**PROMPT**
Your answer should consist of each line from the data below that contains "info".

**WORKING DATA**
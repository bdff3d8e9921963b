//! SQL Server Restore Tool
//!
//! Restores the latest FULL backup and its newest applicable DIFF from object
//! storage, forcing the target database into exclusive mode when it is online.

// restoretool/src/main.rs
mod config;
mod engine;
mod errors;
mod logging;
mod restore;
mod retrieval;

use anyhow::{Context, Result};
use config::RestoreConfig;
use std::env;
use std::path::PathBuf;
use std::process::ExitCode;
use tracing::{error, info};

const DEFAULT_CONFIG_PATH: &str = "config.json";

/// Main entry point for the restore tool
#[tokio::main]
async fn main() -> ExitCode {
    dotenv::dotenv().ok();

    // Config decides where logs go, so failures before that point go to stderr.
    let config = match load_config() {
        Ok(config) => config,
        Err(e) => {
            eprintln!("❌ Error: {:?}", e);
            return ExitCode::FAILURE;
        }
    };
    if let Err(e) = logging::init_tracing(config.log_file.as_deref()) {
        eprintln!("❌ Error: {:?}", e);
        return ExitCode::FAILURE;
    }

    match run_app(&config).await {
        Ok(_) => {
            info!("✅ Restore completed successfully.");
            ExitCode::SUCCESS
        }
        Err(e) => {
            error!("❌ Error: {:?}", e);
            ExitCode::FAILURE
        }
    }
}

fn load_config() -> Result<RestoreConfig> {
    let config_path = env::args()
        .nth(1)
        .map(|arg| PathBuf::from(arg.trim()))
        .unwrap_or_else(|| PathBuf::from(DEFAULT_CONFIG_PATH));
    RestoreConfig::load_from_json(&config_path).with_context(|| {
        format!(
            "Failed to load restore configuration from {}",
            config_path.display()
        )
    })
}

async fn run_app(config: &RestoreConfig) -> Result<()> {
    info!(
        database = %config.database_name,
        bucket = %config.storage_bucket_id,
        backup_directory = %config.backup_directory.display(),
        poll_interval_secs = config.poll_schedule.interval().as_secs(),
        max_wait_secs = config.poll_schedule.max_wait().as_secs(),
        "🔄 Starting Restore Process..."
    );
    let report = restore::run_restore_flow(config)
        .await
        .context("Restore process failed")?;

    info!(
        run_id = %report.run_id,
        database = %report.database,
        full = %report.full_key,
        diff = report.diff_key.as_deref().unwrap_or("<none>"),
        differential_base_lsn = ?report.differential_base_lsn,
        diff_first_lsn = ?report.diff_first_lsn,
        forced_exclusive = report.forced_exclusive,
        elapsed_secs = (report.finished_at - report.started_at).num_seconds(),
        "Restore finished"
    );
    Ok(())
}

**REPLY TO THE TASK**
use tracing::{error, info};
            info!("✅ Restore completed successfully.");
    info!(
    info!(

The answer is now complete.